I was recently on a college trip with my daughter and saw first-hand how diversity can improve team performance. We were at Middlebury College in Vermont, a traditional liberal arts college founded in 1800. We were having lunch in a student dining hall and joined a table with two students who were working intently on an important project: the NY Times crossword puzzle.
I have always been impressed by people who could do crossword puzzles. Maybe because I am really bad at them. When I was a freshman in college, I would watch with awe a group of upperclassmen do the NY Times crossword every lunch. A team of 3 or 4 of them would complete it in 10-12 minutes tops while eating lunch. They would time themselves. They used pens, and would scoff at anyone who dared to bring a pencil or an eraser. No internet. No Google. Just their minds and the collective wisdom of the group.
These two Middlebury students were doing the same thing, and were almost finished with the crossword. One said to the other, “So it’s just down to the last word,” and somewhat exasperated, seemed ready to give up. I asked what word they were seeking. He said,
“It’s a web address. 3 letters and ends in L.”
As someone who works in technology and lives in Silicon Valley, the answer was so obviously “URL”, that I assumed they had already considered that and dismissed it. That would be too easy and these guys were good. So before I could even look at the crossword for other clues, my wife from the other side of the table says “URL.” They both said excitedly, “That’s it! We got it!”

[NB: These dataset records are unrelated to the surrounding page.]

//! # Tick Statistics
//!
//! Per-tick counters and a rolling accumulator over the last second of ticks.

use std::time::Duration;

use trackline_shared::constants::{TICK_HISTORY, TICK_RATE};

/// Wall-clock budget of one tick at the nominal frame rate.
pub const TICK_BUDGET: Duration = Duration::from_micros(1_000_000 / TICK_RATE as u64);

/// What one tick did and how long it took.
#[derive(Clone, Copy, Debug, Default, PartialEq, Eq)]
pub struct TickStats {
    /// Frame number after this tick (first tick is 1).
    pub frame: u64,
    /// Active runners ticked.
    pub runners: u32,
    /// Pairs that passed the collision gate.
    pub candidate_pairs: u32,
    /// Pairs closer than the minimum separation.
    pub overlapping_pairs: u32,
    /// Runners that finished during this tick.
    pub newly_finished: u32,
    /// Wall-clock duration of the tick in microseconds.
    pub tick_us: u64,
}

/// Accumulator for tick statistics.
///
/// Keeps lifetime totals plus a ring of the last [`TICK_HISTORY`] durations
/// for a rolling average.
#[derive(Clone, Debug)]
pub struct TickStatsAccumulator {
    /// Total ticks recorded.
    pub ticks_recorded: u64,
    /// Min tick time.
    pub min_tick_us: u64,
    /// Max tick time.
    pub max_tick_us: u64,
    /// Ticks that exceeded the budget.
    pub ticks_over_budget: u64,
    /// Sum of overlapping pairs over all ticks.
    pub overlapping_pairs_sum: u64,
    history: [u64; TICK_HISTORY],
    cursor: usize,
}

impl TickStatsAccumulator {
    /// Creates a new accumulator.
    #[must_use]
    pub const fn new() -> Self {
        Self {
            ticks_recorded: 0,
            min_tick_us: u64::MAX,
            max_tick_us: 0,
            ticks_over_budget: 0,
            overlapping_pairs_sum: 0,
            history: [0; TICK_HISTORY],
            cursor: 0,
        }
    }

    /// Records a tick's statistics.
    pub fn record(&mut self, stats: TickStats) {
        self.ticks_recorded += 1;
        self.min_tick_us = self.min_tick_us.min(stats.tick_us);
        self.max_tick_us = self.max_tick_us.max(stats.tick_us);
        self.overlapping_pairs_sum += u64::from(stats.overlapping_pairs);
        if Duration::from_micros(stats.tick_us) > TICK_BUDGET {
            self.ticks_over_budget += 1;
        }

        self.history[self.cursor] = stats.tick_us;
        self.cursor = (self.cursor + 1) % TICK_HISTORY;
    }

    /// Number of samples in the rolling window.
    #[must_use]
    #[allow(clippy::cast_possible_truncation)]
    pub fn window_len(&self) -> usize {
        (self.ticks_recorded.min(TICK_HISTORY as u64)) as usize
    }

    /// Average tick time over the rolling window, in milliseconds.
    #[must_use]
    #[allow(clippy::cast_precision_loss)]
    pub fn avg_tick_ms(&self) -> f64 {
        let len = self.window_len();
        if len == 0 {
            return 0.0;
        }
        // Before the ring wraps, the filled part is the prefix.
        let sum: u64 = self.history[..len].iter().sum();
        (sum as f64 / len as f64) / 1000.0
    }

    /// Returns the fraction of ticks over budget.
    #[must_use]
    #[allow(clippy::cast_precision_loss)]
    pub fn over_budget_ratio(&self) -> f64 {
        if self.ticks_recorded == 0 {
            return 0.0;
        }
        self.ticks_over_budget as f64 / self.ticks_recorded as f64
    }

    /// Prints a summary of the statistics.
    #[allow(clippy::cast_precision_loss)]
    pub fn print_summary(&self) {
        println!("┌─ TICK TIMING ──────────────────────────────────────────────────┐");
        println!("│ Ticks Recorded:     {}", self.ticks_recorded);
        println!("│ Rolling Average:    {:.3} ms", self.avg_tick_ms());
        if self.ticks_recorded > 0 {
            println!("│ Min Tick:           {:.3} ms", self.min_tick_us as f64 / 1000.0);
            println!("│ Max Tick:           {:.3} ms", self.max_tick_us as f64 / 1000.0);
        }
        println!(
            "│ Over Budget:        {} ticks ({:.1}%)",
            self.ticks_over_budget,
            self.over_budget_ratio() * 100.0
        );
        println!("│ Overlapping Pairs:  {}", self.overlapping_pairs_sum);
        println!("└────────────────────────────────────────────────────────────────┘");
    }
}

impl Default for TickStatsAccumulator {
    fn default() -> Self {
        Self::new()
    }
}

So how could two intelligent college students solve the entire NY Times crossword puzzle and miss (IMHO) the easiest and probably the only word I could get? How could I assume they must have known that word and already dismissed it as the right answer? We came from very different worlds and were living in our sheltered and comfortable bubbles. The solution to improve our performance?
Diversity of experience.
LinkedIn recently published their Global Recruiting Trends for 2018, and it was not surprising that Diversity was the dominant trend in recruiting, with 78% of companies rating it as “Very/Extremely Important.” But diversity is not just racial or gender diversity, its experiences and perspectives. Different people who come from different backgrounds and experiences bring different perspectives to every conversation and decision, which in general leads to better decision-making and better company performance. Hiring diversity is not enough. You need to foster an environment where these diverse opinions and experiences are welcomed and valued for what they bring.

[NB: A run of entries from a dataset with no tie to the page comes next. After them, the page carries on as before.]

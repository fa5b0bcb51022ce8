//! # Track & Pacing Constants
//!
//! Values every participant must agree on. Lane values are expressed in lane
//! widths measured from the inside edge of the route; the path provider turns
//! them into meters.

// =============================================================================
// LANES
// =============================================================================

/// Innermost lane position a runner may occupy.
pub const MIN_LANE: f32 = 0.75;

/// Outermost regular lane position.
pub const MAX_LANE: f32 = 2.0;

/// How far past [`MAX_LANE`] a collision push or a start formation may place a
/// runner. The hard upper bound is `MAX_LANE + LANE_OVERFLOW`.
pub const LANE_OVERFLOW: f32 = 0.25;

/// Clamps a lane position into `[MIN_LANE, MAX_LANE + LANE_OVERFLOW]`.
#[inline]
#[must_use]
pub fn clamp_lane(lane: f32) -> f32 {
    lane.clamp(MIN_LANE, MAX_LANE + LANE_OVERFLOW)
}

// =============================================================================
// PACING
// =============================================================================

/// Reference race distance the pacing tables are tuned for (meters).
pub const REFERENCE_DISTANCE: f32 = 5000.0;

/// Speed at which the stride animation runs at 1x (a 10 minute 5K).
pub const BASE_ANIMATION_SPEED: f32 = REFERENCE_DISTANCE / 600.0;

/// How far ahead the path is sampled to derive the facing angle (meters).
pub const FACING_LOOKAHEAD: f32 = 2.0;

// =============================================================================
// FRAME TIMING
// =============================================================================

/// Nominal host frame rate (updates per second).
pub const TICK_RATE: u32 = 60;

/// Rolling window used for tick time averages (one second at [`TICK_RATE`]).
pub const TICK_HISTORY: usize = TICK_RATE as usize;
//! # Entity Component Store
//!
//! A fixed-capacity, structure-of-arrays store for runner state.
//!
//! ## Design Philosophy
//!
//! - All storage is pre-allocated when the race is set up
//! - Each component lives in its own dense array, indexed by entity id
//! - Entity IDs are plain indices; runners are added, reset, never removed
//! - No dynamic dispatch in hot paths

mod component;
mod entity;
mod storage;
mod store;

pub use component::{Animation, Component, Position, RaceProfile, StatusFlags, Velocity};
pub use entity::EntityId;
pub use storage::ComponentStorage;
pub use store::{ColumnsMut, ComponentStore, ProfileTable};
//! # Core Error Types
//!
//! Everything the store can report back to its caller.

use thiserror::Error;

/// Errors reported by the component store and profile ingestion.
#[derive(Error, Debug, Clone, PartialEq, Eq)]
pub enum CoreError {
    /// Every pre-allocated slot is taken. Retrying with the same store fails again.
    #[error("component store full: capacity {capacity}")]
    CapacityExceeded {
        /// Fixed capacity of the store.
        capacity: usize,
    },

    /// The profile has a different number of split times than the store holds per runner.
    #[error("race profile has {actual} splits, store expects {expected}")]
    ProfileLength {
        /// Splits per runner the store was created with.
        expected: usize,
        /// Splits in the rejected profile.
        actual: usize,
    },

    /// The split table cannot produce a finite pace.
    #[error("invalid race profile: {0}")]
    InvalidProfile(&'static str),
}

/// Result type for core operations.
pub type CoreResult<T> = Result<T, CoreError>;
//! # Simulation Error Types
//!
//! All errors the orchestrator and race session report.

use thiserror::Error;
use trackline_core::CoreError;

use crate::config::ConfigError;

/// Errors that can occur while setting up or ticking a race.
#[derive(Error, Debug)]
pub enum SimError {
    /// `tick` was called before a path provider was injected.
    #[error("no path provider configured")]
    MissingPathProvider,

    /// Tick input violates its preconditions.
    #[error("invalid tick input: {0}")]
    InvalidTickInput(&'static str),

    /// Store or profile error.
    #[error(transparent)]
    Core(#[from] CoreError),

    /// Rejected configuration.
    #[error(transparent)]
    Config(#[from] ConfigError),
}

/// Result type for simulation operations.
pub type SimResult<T> = Result<T, SimError>;
//! # TRACKLINE Shared
//!
//! Common types used by the core, the simulation crate and external consumers
//! (render loop, snapshot adapters, replay tools).
//!
//! ## CRITICAL RULE
//!
//! This crate holds data only. No systems, no ticking, no I/O.

#![deny(missing_docs)]
#![deny(unsafe_code)]

pub mod constants;
pub mod math;
pub mod protocol;

pub use constants::{LANE_OVERFLOW, MAX_LANE, MIN_LANE, TICK_RATE};
pub use math::Vec3;
pub use protocol::{RaceSnapshot, RaceStatus, RunnerSnapshot};
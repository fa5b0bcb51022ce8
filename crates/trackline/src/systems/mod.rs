//! # Simulation Systems
//!
//! Stateless-per-tick passes over the component columns. Each system runs
//! over every active runner in id order, which keeps results deterministic.

pub mod collision;
pub mod movement;

pub use collision::{CollisionStats, CollisionSystem};
pub use movement::MovementSystem;

use crate::error::{SimError, SimResult};

/// Per-tick input handed to every system.
#[derive(Clone, Copy, Debug, PartialEq)]
pub struct TickInput {
    /// Wall-clock seconds since the previous tick.
    pub delta: f32,
    /// Distance at which a runner counts as finished (meters).
    pub race_distance: f32,
    /// Race-clock seconds per wall-clock second.
    pub time_scale: f32,
}

impl TickInput {
    /// Creates a tick input.
    #[inline]
    #[must_use]
    pub const fn new(delta: f32, race_distance: f32, time_scale: f32) -> Self {
        Self {
            delta,
            race_distance,
            time_scale,
        }
    }

    /// Checks the preconditions every system relies on.
    ///
    /// # Errors
    ///
    /// [`SimError::InvalidTickInput`] if a value is non-finite or not positive.
    pub fn validate(&self) -> SimResult<()> {
        if !(self.delta.is_finite() && self.delta > 0.0) {
            return Err(SimError::InvalidTickInput("delta must be finite and positive"));
        }
        if !(self.time_scale.is_finite() && self.time_scale > 0.0) {
            return Err(SimError::InvalidTickInput(
                "time scale must be finite and positive",
            ));
        }
        if !(self.race_distance.is_finite() && self.race_distance > 0.0) {
            return Err(SimError::InvalidTickInput(
                "race distance must be finite and positive",
            ));
        }
        Ok(())
    }
}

When I was hired into Taleo as CMO, the CEO said that one of the things he really liked about me was that I was not from Peoplesoft, where most of the current management team and employees had come from. I brought a different perspective and set of experiences from companies like Sun, Sybase and JasperSoft. This was reinforced when I interviewed with the head of International. He said he was looking for someone with solid international experience because Peoplesoft didn’t do much international business. Peoplesoft was a great company built by a great team, but too much of a good thing can be a bad thing because its the same thing.
My very first executive meeting at Taleo on my first day, the executive team was talking about whether to enter into a new business area where there seemed to be a lot of customer demand. All the execs were very negative on this business, saying it had been tried at Peoplesoft and had failed repeatedly. I added that I didn’t know much about this specific business, but in my experience, where you saw a lot of demand, but could not build a sustainable business could be because it would not fly as a standalone solution. It needed to be part of a bigger solution. They looked at me like I was from Mars, and I wondered if I had stepped out of line. Two years later, with some additional perspective and analysis, we got into that business as an integrated part of our product suite and it became very successful.

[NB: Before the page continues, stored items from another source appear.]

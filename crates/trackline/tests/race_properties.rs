//! # Race Simulation Properties
//!
//! End-to-end checks through the public API:
//!
//! 1. **Bounds**: lanes stay in range and every array stays finite
//! 2. **Pacing**: split lookup and the acceleration clamp
//! 3. **Collision**: trailing runners step aside and pairs separate
//! 4. **Determinism**: same seed and deltas, same arrays
//! 5. **Snapshot source**: external state drives the same pipeline
//!
//! Run with: cargo test --package trackline --test race_properties

use trackline::{
    CollisionConfig, EntityId, MovementConfig, Orchestrator, RaceProfile, RaceSession, SimConfig,
    SimError, SnapshotSource, StraightPath, TickInput,
};
use trackline_shared::constants::{LANE_OVERFLOW, MAX_LANE, MIN_LANE};
use trackline_shared::{RaceSnapshot, RaceStatus, RunnerSnapshot};

// ============================================================================
// HELPERS
// ============================================================================

/// A 500 m race with the full default field, real-time clock.
fn crowded_config() -> SimConfig {
    let mut config = SimConfig::default();
    config.race.distance = 500.0;
    config.race.time_scale = 1.0;
    config.race.countdown = 0.0;
    config.movement.segment_length = 100.0;
    config
}

/// Orchestrator over a straight route, one meter per lane unit.
fn straight_orchestrator(config: &SimConfig) -> Orchestrator {
    Orchestrator::from_config(config).with_path_provider(StraightPath::new(1.0))
}

fn even_profile(segment_time: f32, segments: usize) -> RaceProfile {
    #[allow(clippy::cast_precision_loss)]
    let splits = (1..=segments).map(|k| segment_time * k as f32).collect();
    RaceProfile::new(splits).unwrap()
}

/// Planar distance computed from route state on the straight route.
fn route_gap(a: (f32, f32), b: (f32, f32)) -> f32 {
    let dl = a.1 - b.1;
    let dd = a.0 - b.0;
    (dl * dl + dd * dd).sqrt()
}

// ============================================================================
// BOUNDS
// ============================================================================

#[test]
fn lanes_bounded_and_state_finite_through_a_crowded_start() {
    let mut session =
        RaceSession::new(&crowded_config(), Box::new(StraightPath::new(1.0))).unwrap();
    session.start();

    let mut last_distance: Vec<f32> = session
        .orchestrator()
        .view()
        .positions
        .iter()
        .map(|p| p.distance)
        .collect();

    for frame in 0..3_000 {
        session.update(1.0 / 60.0).unwrap();
        let view = session.orchestrator().view();

        for (i, pos) in view.positions.iter().enumerate() {
            assert!(pos.is_finite(), "frame {frame}: runner {i} {pos:?}");
            assert!(
                (MIN_LANE..=MAX_LANE + LANE_OVERFLOW).contains(&pos.lane),
                "frame {frame}: runner {i} lane {}",
                pos.lane
            );
            assert!(pos.distance >= last_distance[i], "runner {i} went backwards");
            last_distance[i] = pos.distance;
        }
        for vel in view.velocities {
            assert!(vel.current.is_finite() && vel.current >= 0.0);
            assert!(vel.target.is_finite() && vel.target >= 0.0);
        }
        assert!(view.animations.iter().all(|a| a.phase.is_finite()));
    }
}

// ============================================================================
// PACING
// ============================================================================

#[test]
fn target_speed_follows_current_split() {
    let mut config = SimConfig::default();
    config.store.segments = 4;
    config.movement.segment_length = 50.0;
    let mut sim = straight_orchestrator(&config);

    let id = sim
        .add_runner(&RaceProfile::new(vec![50.0, 100.0, 150.0, 200.0]).unwrap(), 1.0, false)
        .unwrap();
    sim.reset_runner(id, 175.0, 1.0);
    sim.tick(TickInput::new(0.1, 200.0, 10.0)).unwrap();

    let target = sim.view().velocities[0].target;
    assert!((target - 50.0 / (200.0 - 150.0) / 10.0).abs() < 1e-6);
}

#[test]
fn speed_rises_monotonically_to_target_without_overshoot() {
    let mut config = SimConfig::default();
    config.store.segments = 2;
    config.movement = MovementConfig {
        segment_length: 1000.0,
        acceleration_rate: 2.0,
        ..MovementConfig::default()
    };
    let mut sim = straight_orchestrator(&config);
    sim.add_runner(&even_profile(1000.0, 2), 1.0, false).unwrap();

    // 1 m/s target, 0.02 m/s gained per tick: reached after 50 ticks.
    let target = 1.0;
    let mut previous = 0.0;
    for tick in 0..80 {
        sim.tick(TickInput::new(0.01, 2000.0, 1.0)).unwrap();
        let speed = sim.view().velocities[0].current;
        assert!(speed >= previous, "tick {tick}: {speed} < {previous}");
        assert!(speed <= target + 1e-6, "tick {tick}: overshoot {speed}");
        assert!(speed - previous <= 0.02 + 1e-6);
        previous = speed;
    }
    assert!((previous - target).abs() < 1e-6);
}

#[test]
fn lone_runner_finishes_close_to_planned_time() {
    let mut config = SimConfig::default();
    config.race.runner_count = 1;
    config.race.distance = 1000.0;
    config.race.time_scale = 1.0;
    config.race.countdown = 0.0;
    config.movement.segment_length = 200.0;

    let mut session = RaceSession::new(&config, Box::new(StraightPath::new(1.0))).unwrap();
    let planned = session
        .orchestrator()
        .store()
        .final_time(EntityId::new(0));
    session.start();
    for _ in 0..10_000 {
        session.update(0.1).unwrap();
        if session.status() == RaceStatus::Finished {
            break;
        }
    }

    let actual = session.results()[0].finish_time;
    // Start acceleration and pace changes at segment boundaries cost a few seconds at most.
    assert!((actual / planned - 1.0).abs() < 0.05, "planned {planned}, took {actual}");
}

#[test]
fn mismatched_route_segments_rejected() {
    let mut config = SimConfig::default();
    config.race.distance = 10_000.0;
    let result = RaceSession::new(&config, Box::new(StraightPath::new(1.0)));
    assert!(matches!(result, Err(SimError::Config(_))));
}

// ============================================================================
// COLLISION
// ============================================================================

fn no_drift_config() -> SimConfig {
    let mut config = SimConfig::default();
    config.store.segments = 5;
    config.collision = CollisionConfig {
        drift_speed: 0.0,
        ..CollisionConfig::default()
    };
    config
}

#[test]
fn trailing_runner_steps_aside_in_one_tick() {
    let config = no_drift_config();
    let mut sim = straight_orchestrator(&config);
    let profile = even_profile(200.0, 5);
    let a = sim.add_runner(&profile, 1.0, false).unwrap();
    let b = sim.add_runner(&profile, 1.1, false).unwrap();
    sim.reset_runner(a, 100.0, 1.0);
    sim.reset_runner(b, 100.2, 1.1);

    let before = route_gap((100.0, 1.0), (100.2, 1.1));
    let stats = sim.tick(TickInput::new(0.1, 5000.0, 1.0)).unwrap();
    assert_eq!(stats.overlapping_pairs, 1);

    // Both ran the same profile from rest, so they moved the same distance
    // and the pushed lane sees the pre-tick gap.
    let overlap = config.collision.min_separation() - before;
    let expected = 1.0 - overlap * config.collision.push_strength * 0.1;

    let view = sim.view();
    let (pa, pb) = (view.positions[0], view.positions[1]);
    assert!((pa.lane - expected).abs() < 1e-4, "lane {}", pa.lane);
    assert!((pb.lane - 1.1).abs() < f32::EPSILON);
    assert!(route_gap((pa.distance, pa.lane), (pb.distance, pb.lane)) > before);
}

#[test]
fn overlapping_pair_converges_to_min_separation() {
    let config = no_drift_config();
    let mut sim = straight_orchestrator(&config);
    let profile = even_profile(200.0, 5);
    let trail = sim.add_runner(&profile, 1.0, false).unwrap();
    let lead = sim.add_runner(&profile, 0.9, false).unwrap();
    sim.reset_runner(trail, 100.0, 1.0);
    sim.reset_runner(lead, 100.1, 0.9);

    for _ in 0..200 {
        sim.tick(TickInput::new(0.05, 5000.0, 1.0)).unwrap();
        let view = sim.view();
        let (a, b) = (view.positions[0], view.positions[1]);
        assert!(route_gap((a.distance, a.lane), (b.distance, b.lane)) > 0.0);
    }

    let view = sim.view();
    let (a, b) = (view.positions[0], view.positions[1]);
    let gap = route_gap((a.distance, a.lane), (b.distance, b.lane));
    assert!(gap >= config.collision.min_separation() - 1e-3, "gap {gap}");
    // Pushed outward, away from the leader's inside lane.
    assert!(a.lane > 1.0);
    assert!((b.lane - 0.9).abs() < f32::EPSILON);
}

#[test]
fn runner_pinned_on_inner_edge_separates_round_the_outside() {
    let config = no_drift_config();
    let mut sim = straight_orchestrator(&config);
    let profile = even_profile(200.0, 5);
    let trail = sim.add_runner(&profile, MIN_LANE, false).unwrap();
    let lead = sim.add_runner(&profile, 0.85, false).unwrap();
    sim.reset_runner(trail, 100.0, MIN_LANE);
    sim.reset_runner(lead, 100.1, 0.85);

    for _ in 0..400 {
        sim.tick(TickInput::new(0.05, 5000.0, 1.0)).unwrap();
    }

    let view = sim.view();
    let (a, b) = (view.positions[0], view.positions[1]);
    let gap = route_gap((a.distance, a.lane), (b.distance, b.lane));
    assert!(gap >= config.collision.min_separation() - 1e-3, "gap {gap}");
    assert!(a.lane > b.lane);
    assert!((b.lane - 0.85).abs() < f32::EPSILON);
}

// ============================================================================
// DETERMINISM
// ============================================================================

#[test]
fn identical_sessions_produce_identical_arrays() {
    let config = crowded_config();
    let mut first = RaceSession::new(&config, Box::new(StraightPath::new(1.2))).unwrap();
    let mut second = RaceSession::new(&config, Box::new(StraightPath::new(1.2))).unwrap();
    first.start();
    second.start();

    let deltas = [1.0 / 60.0, 1.0 / 30.0, 0.05, 1.0 / 144.0];
    for i in 0..2_000 {
        let delta = deltas[i % deltas.len()];
        first.update(delta).unwrap();
        second.update(delta).unwrap();
    }

    let (a, b) = (first.orchestrator().view(), second.orchestrator().view());
    assert_eq!(a.positions, b.positions);
    assert_eq!(a.velocities, b.velocities);
    assert_eq!(a.animations, b.animations);
    assert_eq!(a.flags, b.flags);
    assert_eq!(first.snapshot(), second.snapshot());
}

#[test]
fn different_seeds_diverge() {
    let config = crowded_config();
    let mut other = crowded_config();
    other.store.seed ^= 1;

    let first = RaceSession::new(&config, Box::new(StraightPath::new(1.0))).unwrap();
    let second = RaceSession::new(&other, Box::new(StraightPath::new(1.0))).unwrap();
    assert_ne!(
        first.orchestrator().view().positions,
        second.orchestrator().view().positions
    );
}

// ============================================================================
// ERRORS
// ============================================================================

#[test]
fn tick_without_provider_fails_loudly() {
    let mut sim = Orchestrator::from_config(&SimConfig::default());
    sim.add_runner(&even_profile(200.0, 5), 1.0, false).unwrap();
    let result = sim.tick(TickInput::new(1.0 / 60.0, 5000.0, 10.0));
    assert!(matches!(result, Err(SimError::MissingPathProvider)));
    assert_eq!(sim.frame(), 0);
}

#[test]
fn full_store_is_reported() {
    let mut config = SimConfig::default();
    config.store.capacity = 2;
    config.race.runner_count = 2;
    let mut sim = straight_orchestrator(&config);
    let profile = even_profile(200.0, 5);
    sim.add_runner(&profile, 1.0, false).unwrap();
    sim.add_runner(&profile, 1.0, false).unwrap();
    assert!(matches!(
        sim.add_runner(&profile, 1.0, false),
        Err(SimError::Core(_))
    ));
    assert_eq!(sim.store().active_count(), 2);
}

// ============================================================================
// SNAPSHOT SOURCE
// ============================================================================

#[test]
fn snapshot_source_drives_the_pipeline() {
    let config = SimConfig::default();
    let (feed, source) = SnapshotSource::channel(8);
    let mut sim = straight_orchestrator(&config).with_source(Box::new(source));
    assert_eq!(sim.source_name(), "snapshot");

    let profile = even_profile(200.0, 5);
    sim.add_runner(&profile, 1.0, true).unwrap();
    sim.add_runner(&profile, 1.0, false).unwrap();

    let runner = |id, distance, flags| RunnerSnapshot {
        id,
        distance,
        lane: 1.25,
        speed: 4.0,
        animation_phase: 3.0,
        flags,
    };
    assert!(feed.push(RaceSnapshot {
        frame: 40,
        status: RaceStatus::Racing,
        runners: vec![runner(0, 4999.0, 0), runner(1, 5001.0, 1)],
        ..RaceSnapshot::default()
    }));

    let stats = sim.tick(TickInput::new(1.0 / 60.0, 5000.0, 10.0)).unwrap();
    assert_eq!(stats.newly_finished, 1);
    assert_eq!(stats.overlapping_pairs, 0);
    assert_eq!(sim.finished_this_tick(), &[trackline::EntityId::new(1)]);

    let view = sim.view();
    assert!((view.positions[0].world_z - 4999.0).abs() < f32::EPSILON);
    assert!((view.positions[1].world_x - 1.25).abs() < f32::EPSILON);
    assert!(view.flags[0].is_primary());
    assert!(view.flags[1].is_finished());

    // No new snapshot: state holds.
    sim.tick(TickInput::new(1.0 / 60.0, 5000.0, 10.0)).unwrap();
    assert!((sim.view().positions[0].distance - 4999.0).abs() < f32::EPSILON);
    assert!(sim.finished_this_tick().is_empty());
}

Openness to other opinions and experiences is incredibly important to building a GTM team that functions as a cohesive unit. Sales, Marketing, Sales Development and IT are all very different worlds with different goals, different personalities and different ways of working together. But they all need to come together to get GTM right and drive rapid growth. That can’t happen if there is not acceptance and respect for the different experiences and perspectives that each member of the team brings from their functional area.
Build a culture that solicits and accepts other points of view, otherwise hiring diversity is useless and will deliver no value to the company except to prop up HR’s diversity charts. Whether you are doing crosswords or growing a company, diversity of opinions and experiences will always improve performance.
As we wrapped up lunch with the Middlebury students, they thanked us for helping out with the crossword. As the students got up, one said, “Teamwork makes the dream work.”
How true that is.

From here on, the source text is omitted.